Performance & Graphics
MINIMUM SYSTEM REQUIREMENTS:
OS: Windows 7/8/10
Processor: Intel Core i3-2100 (3.1 GHz) / AMD A10 5800k (3.8 GHz)
Memory: 4 GB RAM
Graphics: GeForce GT 440 (1024 MB) / Radeon HD 4890 (1024 MB)
DirectX: Version 11
Storage: 6 GB available space
The game ran reasonably well on my PC (GTX 980; 8GB RAM; i5 4460) on the maximum settings however, there were a few moments when it momentarily froze and at one point, the game crashed completely. It’s important to note that I was playing a review copy of Excubitor and this problem may have already been fixed before the game’s release. Considering that this is a bullet hell shooter and there are points when there is a lot happening on the screen, the game did not appear to struggle too much. I also encountered a number of bugs, one of which rendered the first boss pretty much impossible as it stopped taking any damage from my weapons. Again, this has probably been fixed now but this greatly affected my experience at the time. Nonetheless, wherever you are in Excubitor, the environment looks interesting and when you’re engaging in dogfights with enemy ships, it’s very easy to feel immersed in your surroundings.

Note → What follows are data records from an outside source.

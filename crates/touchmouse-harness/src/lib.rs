#![forbid(unsafe_code)]

//! Deterministic test harness for touchmouse.
//!
//! Provides an in-memory region tree, a scripted host that implements every
//! runtime host trait, a manual clock, and a [`TouchRig`] that drives
//! gestures end to end.
//!
//! # Role in touchmouse
//! `touchmouse-harness` is the verification layer. Integration tests,
//! property tests and benchmarks script touches through it and assert on the
//! exact events the application would have observed.
//!
//! # Example
//!
//! ```rust,ignore
//! use touchmouse_core::{Rect, RegionCatalog, RegionId};
//! use touchmouse_harness::{RegionSpec, RegionTree, TouchRig};
//!
//! let tree = RegionTree::build([(RegionId(1), RegionSpec::new(Rect::new(0, 0, 50, 50)))]);
//! let rig = TouchRig::new(tree, RegionCatalog::default());
//! rig.tap((200, 200));
//! assert_eq!(rig.synthetic().len(), 3);
//! ```

pub mod clock;
pub mod host;
pub mod regions;
pub mod rig;

pub use clock::ManualClock;
pub use host::{Observed, Origin, ScriptedHost};
pub use regions::{RegionNode, RegionSpec, RegionTree};
pub use rig::TouchRig;
#![forbid(unsafe_code)]

//! Geometric primitives.
//!
//! Coordinates are integer pixels in the host surface's frame (origin at
//! top-left). Touch hosts report sub-pixel positions rarely enough that the
//! integer grid is what every threshold is expressed in.

#[cfg(feature = "config")]
use serde::{Deserialize, Serialize};

/// A point on the host surface.
#[derive(Debug, Clone, Copy, PartialEq, Eq, Hash, Default)]
#[cfg_attr(feature = "config", derive(Serialize, Deserialize))]
pub struct Point {
    /// Horizontal offset in pixels.
    pub x: i32,
    /// Vertical offset in pixels.
    pub y: i32,
}

impl Point {
    /// Create a new point.
    #[inline]
    #[must_use]
    pub const fn new(x: i32, y: i32) -> Self {
        Self { x, y }
    }

    /// Euclidean distance to `other`, truncated to whole pixels.
    ///
    /// Thresholds compare against this value, so `distance < threshold`
    /// means "strictly closer than `threshold` whole pixels".
    #[must_use]
    pub fn distance(self, other: Self) -> i32 {
        let dx = f64::from(self.x) - f64::from(other.x);
        let dy = f64::from(self.y) - f64::from(other.y);
        // Float-to-int `as` saturates, so huge spans clamp to i32::MAX.
        dx.hypot(dy) as i32
    }

    /// Offset from `origin` to `self`.
    #[inline]
    #[must_use]
    pub const fn delta_from(self, origin: Self) -> (i32, i32) {
        (
            self.x.saturating_sub(origin.x),
            self.y.saturating_sub(origin.y),
        )
    }
}

impl From<(i32, i32)> for Point {
    fn from((x, y): (i32, i32)) -> Self {
        Self { x, y }
    }
}

/// An axis-aligned rectangle, used for menu bounds and test fixtures.
#[derive(Debug, Clone, Copy, PartialEq, Eq, Default)]
pub struct Rect {
    /// Left edge.
    pub x: i32,
    /// Top edge.
    pub y: i32,
    /// Width in pixels.
    pub width: i32,
    /// Height in pixels.
    pub height: i32,
}

impl Rect {
    /// Create a new rectangle.
    #[inline]
    #[must_use]
    pub const fn new(x: i32, y: i32, width: i32, height: i32) -> Self {
        Self {
            x,
            y,
            width,
            height,
        }
    }

    /// Right edge (exclusive).
    #[inline]
    #[must_use]
    pub const fn right(&self) -> i32 {
        self.x.saturating_add(self.width)
    }

    /// Bottom edge (exclusive).
    #[inline]
    #[must_use]
    pub const fn bottom(&self) -> i32 {
        self.y.saturating_add(self.height)
    }

    /// Check if the rectangle has zero area.
    #[inline]
    #[must_use]
    pub const fn is_empty(&self) -> bool {
        self.width <= 0 || self.height <= 0
    }

    /// Check if a point is inside the rectangle (left/top inclusive).
    #[inline]
    #[must_use]
    pub const fn contains(&self, point: Point) -> bool {
        point.x >= self.x && point.x < self.right() && point.y >= self.y && point.y < self.bottom()
    }

    /// Check if a point lies strictly inside the rectangle, borders excluded.
    ///
    /// Context menus draw their border on the edge pixels, which never
    /// belong to an entry.
    #[inline]
    #[must_use]
    pub const fn contains_strict(&self, point: Point) -> bool {
        point.x > self.x && point.x < self.right() && point.y > self.y && point.y < self.bottom()
    }
}

#[cfg(test)]
mod tests {
    use super::*;

    #[test]
    fn distance_truncates() {
        let a = Point::new(100, 100);
        assert_eq!(a.distance(Point::new(100, 130)), 30);
        assert_eq!(a.distance(Point::new(100, 140)), 40);
        // sqrt(2) * 10 = 14.14...
        assert_eq!(a.distance(Point::new(110, 110)), 14);
        assert_eq!(a.distance(a), 0);
    }

    #[test]
    fn distance_is_symmetric() {
        let a = Point::new(-5, 12);
        let b = Point::new(7, -3);
        assert_eq!(a.distance(b), b.distance(a));
    }

    #[test]
    fn distance_extreme_coordinates_do_not_overflow() {
        let a = Point::new(i32::MIN, i32::MIN);
        let b = Point::new(i32::MAX, i32::MAX);
        assert!(a.distance(b) > 0);
    }

    #[test]
    fn delta_from_origin() {
        let origin = Point::new(10, 10);
        assert_eq!(Point::new(4, 18).delta_from(origin), (-6, 8));
    }

    #[test]
    fn rect_contains_edges() {
        let r = Rect::new(10, 10, 5, 5);
        assert!(r.contains(Point::new(10, 10)));
        assert!(r.contains(Point::new(14, 14)));
        assert!(!r.contains(Point::new(15, 14)));
        assert!(!r.contains(Point::new(9, 12)));
    }

    #[test]
    fn rect_contains_strict_excludes_border() {
        let r = Rect::new(10, 10, 5, 5);
        assert!(!r.contains_strict(Point::new(10, 12)));
        assert!(r.contains_strict(Point::new(11, 11)));
        assert!(!r.contains_strict(Point::new(15, 12)));
    }

    #[test]
    fn rect_empty() {
        assert!(Rect::new(0, 0, 0, 5).is_empty());
        assert!(!Rect::new(0, 0, 1, 1).is_empty());
    }
}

As a tower defence shooter hybrid, Excubitor has the potential to be an adrenaline-charged, strategic masterpiece. However, a number of aspects have let the game down and this left me feeling disappointed. Some of the levels felt repetitive and unnecessarily drawn out. Boss fights were often frustrating; not in a way that spurred me on, but rather a way that made me want to turn off the game and play something else. The story didn’t really seem important and was very easy to forget. Even so, Excubitor partially redeems itself with its assortment of turrets, weapons and upgrades. As you progress through the game, more mechanics are introduced and some of these add an interesting spin to some of the levels. With a number of difficulty modes to choose from, Tesseract have also really tried to cater to everyone’s needs. I feel as though my experience of Excubitor was tainted by one of the main bugs that I mentioned earlier. I spent hours trying to fight a broken boss that could not be beaten and this drained a lot of positive feeling from my experience. Unfortunately, the rest of the game did not make up for this and I found myself feeling a mixture of boredom and frustration for the duration of the play-through.
TOP GAME MOMENT
Beating the first boss.
Lots of weapons and upgrades to choose from.
Levels felt repetitive and boring.
Boss fights were frustrating and made me want to quit rather than try harder.
Moments of unnecessary pressure on some of the levels – far too many strong enemies.